#### Task requirements
Find every line in the records below that holds the word "LimitArgs" and copy it.
--- Dataset records ---
//! Tool surface for the calling agent
//!
//! A fixed catalogue of knowledge tools with JSON input schemas, dispatched
//! by name. Every tool answers from the local store.

pub mod collective;
pub mod format;

pub use collective::{Collective, FailureReport, Interception, KnownFailures, MemorizeRequest, Status, Trending};

use serde::{Deserialize, Serialize};
use serde_json::json;

use crate::board::PostOutcome;
use crate::store::QueryFilters;
use crate::types::EntryKind;

/// Tool definition advertised to the agent
#[derive(Debug, Clone, Serialize, Deserialize)]
pub struct Tool {
    pub name: String,
    pub description: String,
    pub parameters: serde_json::Value,
}

/// Tool call from the agent
#[derive(Debug, Clone, Deserialize)]
pub struct ToolCall {
    pub name: String,
    #[serde(default)]
    pub arguments: serde_json::Value,
}

/// Tool execution result
#[derive(Debug, Clone, Serialize)]
pub struct ToolResult {
    pub success: bool,
    pub message: String,
    #[serde(skip_serializing_if = "Option::is_none")]
    pub data: Option<serde_json::Value>,
}

impl ToolResult {
    fn ok(message: String, data: serde_json::Value) -> Self {
        Self { success: true, message, data: Some(data) }
    }

    fn failed(message: impl Into<String>) -> Self {
        Self { success: false, message: message.into(), data: None }
    }
}

/// The knowledge tools
pub fn builtin_tools() -> Vec<Tool> {
    vec![
        Tool {
            name: "intercept".to_string(),
            description: "Look up an error before debugging it. Paste the raw error or stack trace; \
                returns known solutions, gotchas and failure patterns ranked by relevance.".to_string(),
            parameters: json!({
                "type": "object",
                "properties": {
                    "error_text": { "type": "string", "description": "Raw error message or stack trace" },
                    "context": { "type": "string", "description": "What you were doing when the error occurred" },
                    "limit": { "type": "integer", "description": "Maximum results (default 5)" }
                },
                "required": ["error_text"]
            }),
        },
        Tool {
            name: "recall".to_string(),
            description: "Search collective knowledge by free text, optionally filtered by kind, \
                category or tags.".to_string(),
            parameters: json!({
                "type": "object",
                "properties": {
                    "query": { "type": "string", "description": "What you are looking for" },
                    "kind": { "type": "string", "enum": ["solution", "failure_pattern", "gotcha"] },
                    "category": { "type": "string" },
                    "tags": { "type": "array", "items": { "type": "string" } },
                    "limit": { "type": "integer" }
                },
                "required": ["query"]
            }),
        },
        Tool {
            name: "memorize".to_string(),
            description: "Save something you learned so every agent benefits. Works offline; \
                shared with the collective on the next sync.".to_string(),
            parameters: json!({
                "type": "object",
                "properties": {
                    "kind": { "type": "string", "enum": ["solution", "failure_pattern", "gotcha"] },
                    "title": { "type": "string", "description": "Short, searchable summary" },
                    "content": { "type": "string", "description": "What happened and what fixed it" },
                    "tags": { "type": "array", "items": { "type": "string" } },
                    "category": { "type": "string" },
                    "code_example": { "type": "string", "description": "Optional code appended as a fenced block" },
                    "supersedes": { "type": "string", "description": "Id of an entry this replaces" },
                    "resolves_problem": { "type": "string", "description": "Id of a problem this answers" }
                },
                "required": ["title", "content"]
            }),
        },
        Tool {
            name: "report_failure".to_string(),
            description: "Record an approach that did not work, so other agents avoid it. \
                Give either title and content, or what_i_tried and why_it_failed.".to_string(),
            parameters: json!({
                "type": "object",
                "properties": {
                    "title": { "type": "string" },
                    "content": { "type": "string" },
                    "what_i_tried": { "type": "string" },
                    "why_it_failed": { "type": "string" },
                    "context": { "type": "string" },
                    "better_alternative": { "type": "string" },
                    "tags": { "type": "array", "items": { "type": "string" } }
                }
            }),
        },
        Tool {
            name: "known_failures".to_string(),
            description: "Check which approaches are known not to work before you try one.".to_string(),
            parameters: json!({
                "type": "object",
                "properties": {
                    "query": { "type": "string", "description": "The approach or technology you plan to use" },
                    "limit": { "type": "integer" }
                },
                "required": ["query"]
            }),
        },
        Tool {
            name: "ask_community".to_string(),
            description: "Post a problem you could not solve. If existing knowledge already covers it, \
                those matches are returned instead of a new post.".to_string(),
            parameters: json!({
                "type": "object",
                "properties": {
                    "problem": { "type": "string", "description": "Description of the problem" },
                    "tags": { "type": "array", "items": { "type": "string" } }
                },
                "required": ["problem"]
            }),
        },
        Tool {
            name: "claim_problem".to_string(),
            description: "Mark an open problem as being worked on.".to_string(),
            parameters: json!({
                "type": "object",
                "properties": {
                    "problem_id": { "type": "string" }
                },
                "required": ["problem_id"]
            }),
        },
        Tool {
            name: "whats_trending".to_string(),
            description: "Recent collective knowledge and open problems.".to_string(),
            parameters: json!({
                "type": "object",
                "properties": {
                    "limit": { "type": "integer" }
                }
            }),
        },
    ]
}

#[derive(Deserialize)]
struct InterceptArgs {
    error_text: String,
    context: Option<String>,
    limit: Option<usize>,
}

#[derive(Deserialize)]
struct RecallArgs {
    query: String,
    kind: Option<String>,
    category: Option<String>,
    #[serde(default)]
    tags: Vec<String>,
    limit: Option<usize>,
}

#[derive(Deserialize)]
struct MemorizeArgs {
    kind: Option<String>,
    title: String,
    content: String,
    #[serde(default)]
    tags: Vec<String>,
    category: Option<String>,
    code_example: Option<String>,
    supersedes: Option<String>,
    resolves_problem: Option<String>,
}

#[derive(Deserialize)]
struct ReportFailureArgs {
    title: Option<String>,
    content: Option<String>,
    what_i_tried: Option<String>,
    why_it_failed: Option<String>,
    context: Option<String>,
    better_alternative: Option<String>,
    #[serde(default)]
    tags: Vec<String>,
}

impl ReportFailureArgs {
    fn into_report(self) -> Option<FailureReport> {
        match (self.what_i_tried, self.why_it_failed, self.title, self.content) {
            (Some(what_i_tried), Some(why_it_failed), _, _) => Some(FailureReport::Structured {
                what_i_tried,
                why_it_failed,
                context: self.context,
                better_alternative: self.better_alternative,
                tags: self.tags,
            }),
            (_, _, Some(title), Some(content)) => Some(FailureReport::Plain { title, content, tags: self.tags }),
            _ => None,
        }
    }
}

#[derive(Deserialize)]
struct QueryArgs {
    query: String,
    limit: Option<usize>,
}

#[derive(Deserialize)]
struct AskArgs {
    problem: String,
    #[serde(default)]
    tags: Vec<String>,
}

#[derive(Deserialize)]
struct ProblemArgs {
    problem_id: String,
}

#[derive(Deserialize, Default)]
struct LimitArgs {
    limit: Option<usize>,
}

fn parse<T: serde::de::DeserializeOwned>(call: &ToolCall) -> Result<T, ToolResult> {
    let arguments = if call.arguments.is_null() { json!({}) } else { call.arguments.clone() };
    serde_json::from_value(arguments)
        .map_err(|e| ToolResult::failed(format!("Invalid arguments for {}: {}", call.name, e)))
}

fn parse_kind(kind: Option<&str>) -> Result<Option<EntryKind>, ToolResult> {
    kind.filter(|k| !k.trim().is_empty())
        .map(|k| k.parse::<EntryKind>())
        .transpose()
        .map_err(|e| ToolResult::failed(e.to_string()))
}

fn to_value<T: Serialize>(value: &T) -> serde_json::Value {
    serde_json::to_value(value).unwrap_or(serde_json::Value::Null)
}

/// Run one tool call. Tool errors come back as an unsuccessful result.
pub async fn execute_tool(call: &ToolCall, collective: &Collective) -> ToolResult {
    match dispatch(call, collective).await {
        Ok(result) | Err(result) => result,
    }
}

async fn dispatch(call: &ToolCall, collective: &Collective) -> Result<ToolResult, ToolResult> {
    let default_limit = collective.store().matcher().config().default_limit;
    let failed = |e: crate::error::Error| ToolResult::failed(e.to_string());

    match call.name.as_str() {
        "intercept" => {
            let args: InterceptArgs = parse(call)?;
            let limit = args.limit.unwrap_or(default_limit);
            let result = collective.intercept(&args.error_text, args.context.as_deref(), Some(limit));
            let message = if result.matches.is_empty() {
                "No known fixes for this error yet. If you solve it, memorize the fix.".to_string()
            } else {
                format::render_matches(&result.matches, limit)
            };
            Ok(ToolResult::ok(message, to_value(&result)))
        }
        "recall" => {
            let args: RecallArgs = parse(call)?;
            let filters = QueryFilters {
                kind: parse_kind(args.kind.as_deref())?,
                category: args.category.filter(|c| !c.trim().is_empty()).map(|c| c.trim().to_lowercase()),
                tags: crate::types::normalize_tags(&args.tags),
            };
            let limit = args.limit.unwrap_or(default_limit);
            let matches = collective.recall(&args.query, &filters, Some(limit));
            Ok(ToolResult::ok(format::render_matches(&matches, limit), json!({ "matches": matches })))
        }
        "memorize" => {
            let args: MemorizeArgs = parse(call)?;
            let kind = parse_kind(args.kind.as_deref())?.unwrap_or(EntryKind::Solution);
            let mut request = MemorizeRequest::new(
                kind,
                args.title,
                args.content,
                args.tags,
                args.category.unwrap_or_else(|| "general".to_string()),
            );
            request.code_example = args.code_example;
            request.supersedes = args.supersedes;
            request.resolves_problem = args.resolves_problem;
            let id = collective.memorize(request).map_err(failed)?;
            Ok(ToolResult::ok(format!("Memorized as `{}`. It will be shared on the next sync.", id), json!({ "id": id })))
        }
        "report_failure" => {
            let args: ReportFailureArgs = parse(call)?;
            let report = args.into_report().ok_or_else(|| {
                ToolResult::failed("Provide either title and content, or what_i_tried and why_it_failed")
            })?;
            let id = collective.report_failure(report).map_err(failed)?;
            Ok(ToolResult::ok(format!("Failure pattern recorded as `{}`.", id), json!({ "id": id })))
        }
        "known_failures" => {
            let args: QueryArgs = parse(call)?;
            let limit = args.limit.unwrap_or(default_limit);
            let result = collective.known_failures(&args.query, Some(limit));
            let message = match (result.matches.is_empty(), result.fallback) {
                (true, _) => "No known failures or related knowledge for this.".to_string(),
                (false, true) => format!(
                    "No known failure patterns. Related knowledge:\n\n{}",
                    format::render_matches(&result.matches, limit)
                ),
                (false, false) => format::render_matches(&result.matches, limit),
            };
            Ok(ToolResult::ok(message, to_value(&result)))
        }
        "ask_community" => {
            let args: AskArgs = parse(call)?;
            let outcome = collective.ask_community(&args.problem, &args.tags).map_err(failed)?;
            let result = match outcome {
                PostOutcome::Posted(id) => ToolResult::ok(
                    format!("Problem posted as `{}`. Other agents can now pick it up.", id),
                    json!({ "status": "posted", "id": id }),
                ),
                PostOutcome::Duplicate(id) => ToolResult::ok(
                    format!("This problem is already on the board as `{}`.", id),
                    json!({ "status": "duplicate", "id": id }),
                ),
                PostOutcome::ExistingSolutions(matches) => ToolResult::ok(
                    format!(
                        "Existing knowledge may already answer this. Nothing was posted.\n\n{}",
                        format::render_matches(&matches, matches.len())
                    ),
                    json!({ "status": "existing_solutions", "matches": matches }),
                ),
            };
            Ok(result)
        }
        "claim_problem" => {
            let args: ProblemArgs = parse(call)?;
            let problem = collective.board().claim(&args.problem_id).map_err(failed)?;
            Ok(ToolResult::ok(format!("Claimed `{}`.", problem.id), to_value(&problem)))
        }
        "whats_trending" => {
            let args: LimitArgs = parse(call)?;
            let trending = collective.whats_trending(args.limit);
            Ok(ToolResult::ok(
                format::render_trending(&trending.entries, &trending.open_problems),
                to_value(&trending),
            ))
        }
        other => Err(ToolResult::failed(format!("Unknown tool: {}", other))),
    }
}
---
#### Answer space
struct LimitArgs {
            let args: LimitArgs = parse(call)?;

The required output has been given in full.